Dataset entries

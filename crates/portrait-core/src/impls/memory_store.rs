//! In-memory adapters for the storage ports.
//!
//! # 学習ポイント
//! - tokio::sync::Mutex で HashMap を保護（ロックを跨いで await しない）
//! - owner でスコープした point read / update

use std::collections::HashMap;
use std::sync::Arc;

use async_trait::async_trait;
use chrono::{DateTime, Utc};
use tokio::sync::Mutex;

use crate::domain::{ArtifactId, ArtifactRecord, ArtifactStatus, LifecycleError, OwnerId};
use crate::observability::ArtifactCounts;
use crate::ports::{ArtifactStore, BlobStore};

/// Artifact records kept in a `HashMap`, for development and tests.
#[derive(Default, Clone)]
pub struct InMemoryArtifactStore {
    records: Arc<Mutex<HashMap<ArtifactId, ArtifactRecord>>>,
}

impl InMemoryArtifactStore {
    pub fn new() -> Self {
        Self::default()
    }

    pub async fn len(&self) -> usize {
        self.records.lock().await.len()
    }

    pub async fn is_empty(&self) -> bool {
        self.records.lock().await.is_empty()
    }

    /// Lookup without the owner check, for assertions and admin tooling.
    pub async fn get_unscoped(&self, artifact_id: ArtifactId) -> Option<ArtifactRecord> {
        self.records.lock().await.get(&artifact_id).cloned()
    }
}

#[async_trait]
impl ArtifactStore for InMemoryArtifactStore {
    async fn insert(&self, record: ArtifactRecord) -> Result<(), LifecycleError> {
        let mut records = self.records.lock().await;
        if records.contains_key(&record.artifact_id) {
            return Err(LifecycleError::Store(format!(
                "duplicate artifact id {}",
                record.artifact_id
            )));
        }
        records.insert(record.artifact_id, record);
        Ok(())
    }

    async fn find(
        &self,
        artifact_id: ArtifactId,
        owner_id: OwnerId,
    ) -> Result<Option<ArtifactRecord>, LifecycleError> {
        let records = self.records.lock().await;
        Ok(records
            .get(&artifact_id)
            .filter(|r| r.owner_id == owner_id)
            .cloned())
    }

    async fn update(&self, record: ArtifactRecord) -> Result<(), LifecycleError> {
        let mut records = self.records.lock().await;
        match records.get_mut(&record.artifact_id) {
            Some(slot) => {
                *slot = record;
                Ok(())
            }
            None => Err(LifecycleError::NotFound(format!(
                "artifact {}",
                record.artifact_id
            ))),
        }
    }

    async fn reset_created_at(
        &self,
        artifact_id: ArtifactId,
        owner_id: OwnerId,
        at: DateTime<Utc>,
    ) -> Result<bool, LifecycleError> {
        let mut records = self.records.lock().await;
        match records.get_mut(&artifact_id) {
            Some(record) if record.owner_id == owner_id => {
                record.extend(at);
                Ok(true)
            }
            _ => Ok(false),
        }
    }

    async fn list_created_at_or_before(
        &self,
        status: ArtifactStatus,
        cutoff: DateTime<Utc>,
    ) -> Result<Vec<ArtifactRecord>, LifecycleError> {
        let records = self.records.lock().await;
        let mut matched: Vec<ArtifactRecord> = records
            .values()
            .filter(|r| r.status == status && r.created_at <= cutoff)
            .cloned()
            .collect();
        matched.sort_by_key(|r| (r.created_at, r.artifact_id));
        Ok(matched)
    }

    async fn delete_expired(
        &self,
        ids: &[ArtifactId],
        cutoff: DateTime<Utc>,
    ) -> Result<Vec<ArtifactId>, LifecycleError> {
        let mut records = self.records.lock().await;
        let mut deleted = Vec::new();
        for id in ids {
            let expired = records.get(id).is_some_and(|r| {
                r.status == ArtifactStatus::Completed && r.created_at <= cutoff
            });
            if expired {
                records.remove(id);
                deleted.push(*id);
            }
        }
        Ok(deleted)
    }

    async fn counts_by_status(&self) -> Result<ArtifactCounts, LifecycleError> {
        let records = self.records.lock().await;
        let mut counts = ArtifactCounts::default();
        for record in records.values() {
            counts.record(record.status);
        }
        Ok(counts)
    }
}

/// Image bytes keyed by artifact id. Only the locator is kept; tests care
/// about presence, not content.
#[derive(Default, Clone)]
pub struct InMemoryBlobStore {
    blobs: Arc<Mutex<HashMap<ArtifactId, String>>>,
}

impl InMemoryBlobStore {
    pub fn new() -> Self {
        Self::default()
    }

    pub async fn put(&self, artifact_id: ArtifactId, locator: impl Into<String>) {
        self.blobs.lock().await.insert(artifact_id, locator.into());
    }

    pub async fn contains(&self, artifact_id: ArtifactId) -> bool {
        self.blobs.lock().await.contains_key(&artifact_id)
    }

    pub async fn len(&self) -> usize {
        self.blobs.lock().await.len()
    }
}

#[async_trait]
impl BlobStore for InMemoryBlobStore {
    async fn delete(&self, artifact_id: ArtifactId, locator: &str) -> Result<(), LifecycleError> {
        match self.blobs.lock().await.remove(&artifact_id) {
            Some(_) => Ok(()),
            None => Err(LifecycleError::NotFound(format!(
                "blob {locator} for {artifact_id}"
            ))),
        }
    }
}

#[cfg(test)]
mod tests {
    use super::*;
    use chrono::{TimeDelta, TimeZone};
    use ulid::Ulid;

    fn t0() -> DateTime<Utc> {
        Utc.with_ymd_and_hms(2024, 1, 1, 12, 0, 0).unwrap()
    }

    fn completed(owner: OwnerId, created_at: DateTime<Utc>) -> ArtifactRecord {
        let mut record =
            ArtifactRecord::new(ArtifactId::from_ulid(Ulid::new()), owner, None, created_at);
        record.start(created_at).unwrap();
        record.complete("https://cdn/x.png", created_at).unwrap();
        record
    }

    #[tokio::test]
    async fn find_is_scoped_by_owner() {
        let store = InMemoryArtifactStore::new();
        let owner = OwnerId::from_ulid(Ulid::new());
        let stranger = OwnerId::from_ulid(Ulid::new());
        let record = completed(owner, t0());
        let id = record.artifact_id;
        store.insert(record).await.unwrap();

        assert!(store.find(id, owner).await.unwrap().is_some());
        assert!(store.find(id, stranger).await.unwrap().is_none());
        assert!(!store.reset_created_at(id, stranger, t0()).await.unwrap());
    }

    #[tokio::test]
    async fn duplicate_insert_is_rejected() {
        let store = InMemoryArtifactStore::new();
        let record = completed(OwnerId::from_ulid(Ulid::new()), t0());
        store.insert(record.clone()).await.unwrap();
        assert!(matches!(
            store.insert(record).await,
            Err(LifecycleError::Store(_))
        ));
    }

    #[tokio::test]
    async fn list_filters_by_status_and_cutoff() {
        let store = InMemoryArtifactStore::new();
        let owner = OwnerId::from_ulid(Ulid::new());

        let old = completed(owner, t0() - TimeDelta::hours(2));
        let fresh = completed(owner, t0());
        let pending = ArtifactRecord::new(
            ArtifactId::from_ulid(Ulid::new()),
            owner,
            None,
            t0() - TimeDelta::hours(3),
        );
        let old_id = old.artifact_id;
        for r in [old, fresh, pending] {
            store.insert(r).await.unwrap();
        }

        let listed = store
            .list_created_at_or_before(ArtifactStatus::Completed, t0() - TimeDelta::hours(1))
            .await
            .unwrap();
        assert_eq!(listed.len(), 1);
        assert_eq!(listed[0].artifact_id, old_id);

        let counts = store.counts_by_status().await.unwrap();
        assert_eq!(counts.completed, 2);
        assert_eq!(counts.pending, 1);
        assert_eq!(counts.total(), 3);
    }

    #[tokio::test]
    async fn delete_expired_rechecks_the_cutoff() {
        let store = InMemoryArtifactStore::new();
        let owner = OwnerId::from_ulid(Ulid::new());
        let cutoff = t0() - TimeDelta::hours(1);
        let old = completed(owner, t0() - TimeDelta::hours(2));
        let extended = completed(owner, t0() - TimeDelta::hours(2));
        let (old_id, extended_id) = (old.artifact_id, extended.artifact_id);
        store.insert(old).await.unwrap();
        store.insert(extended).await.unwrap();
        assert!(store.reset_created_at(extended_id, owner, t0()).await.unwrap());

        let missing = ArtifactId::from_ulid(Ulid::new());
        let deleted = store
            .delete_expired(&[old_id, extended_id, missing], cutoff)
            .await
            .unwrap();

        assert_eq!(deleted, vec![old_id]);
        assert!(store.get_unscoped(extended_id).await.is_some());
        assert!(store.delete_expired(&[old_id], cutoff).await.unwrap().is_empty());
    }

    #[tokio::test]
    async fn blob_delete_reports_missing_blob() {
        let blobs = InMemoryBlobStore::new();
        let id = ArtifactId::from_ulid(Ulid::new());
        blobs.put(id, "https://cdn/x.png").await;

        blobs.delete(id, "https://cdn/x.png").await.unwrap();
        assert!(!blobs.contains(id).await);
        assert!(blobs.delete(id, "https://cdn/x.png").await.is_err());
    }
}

---

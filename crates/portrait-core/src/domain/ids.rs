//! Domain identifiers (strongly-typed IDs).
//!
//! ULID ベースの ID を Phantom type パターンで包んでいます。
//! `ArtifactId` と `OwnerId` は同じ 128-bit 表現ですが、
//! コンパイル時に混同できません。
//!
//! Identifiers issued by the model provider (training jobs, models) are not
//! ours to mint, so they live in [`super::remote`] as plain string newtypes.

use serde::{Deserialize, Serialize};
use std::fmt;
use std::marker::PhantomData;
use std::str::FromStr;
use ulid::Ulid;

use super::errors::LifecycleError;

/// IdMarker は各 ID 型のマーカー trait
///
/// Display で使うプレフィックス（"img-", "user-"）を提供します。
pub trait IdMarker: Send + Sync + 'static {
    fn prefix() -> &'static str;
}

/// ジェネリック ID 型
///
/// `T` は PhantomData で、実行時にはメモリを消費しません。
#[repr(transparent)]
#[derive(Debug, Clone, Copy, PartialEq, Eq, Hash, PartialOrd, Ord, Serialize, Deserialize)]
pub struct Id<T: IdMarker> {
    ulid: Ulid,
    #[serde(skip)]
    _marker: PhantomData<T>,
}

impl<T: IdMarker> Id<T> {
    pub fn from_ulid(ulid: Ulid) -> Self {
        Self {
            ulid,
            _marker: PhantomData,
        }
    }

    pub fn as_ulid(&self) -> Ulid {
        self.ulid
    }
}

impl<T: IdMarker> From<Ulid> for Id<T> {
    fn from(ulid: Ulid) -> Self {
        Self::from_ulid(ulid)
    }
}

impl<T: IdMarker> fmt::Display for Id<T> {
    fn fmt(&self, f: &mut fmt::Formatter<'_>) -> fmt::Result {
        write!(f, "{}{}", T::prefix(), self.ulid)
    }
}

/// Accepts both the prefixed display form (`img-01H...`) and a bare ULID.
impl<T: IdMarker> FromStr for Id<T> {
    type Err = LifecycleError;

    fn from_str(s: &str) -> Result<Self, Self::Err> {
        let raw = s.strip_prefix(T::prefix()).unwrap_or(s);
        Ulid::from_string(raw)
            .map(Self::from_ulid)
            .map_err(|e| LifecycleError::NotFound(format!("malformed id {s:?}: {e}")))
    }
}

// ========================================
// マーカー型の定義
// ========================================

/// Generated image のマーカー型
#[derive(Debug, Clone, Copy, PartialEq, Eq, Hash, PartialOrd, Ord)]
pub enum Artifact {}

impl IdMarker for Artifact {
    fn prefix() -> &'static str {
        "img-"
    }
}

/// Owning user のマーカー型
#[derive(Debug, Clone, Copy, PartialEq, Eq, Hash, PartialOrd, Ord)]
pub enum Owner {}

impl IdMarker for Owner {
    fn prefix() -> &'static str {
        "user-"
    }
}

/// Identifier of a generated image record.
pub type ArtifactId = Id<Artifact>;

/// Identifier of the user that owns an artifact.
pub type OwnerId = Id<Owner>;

[PROBLEM TO SOLVE] Only the lines above from the line with "async fn duplicate_insert_is_rejected()" to the line with "async fn list_filters_by_status_and_cutoff()", those two lines included, should be reproduced exactly.

[YOUR RESPONSE]
    async fn duplicate_insert_is_rejected() {
        let store = InMemoryArtifactStore::new();
        let record = completed(OwnerId::from_ulid(Ulid::new()), t0());
        store.insert(record.clone()).await.unwrap();
        assert!(matches!(
            store.insert(record).await,
            Err(LifecycleError::Store(_))
        ));
    }

    #[tokio::test]
    async fn list_filters_by_status_and_cutoff() {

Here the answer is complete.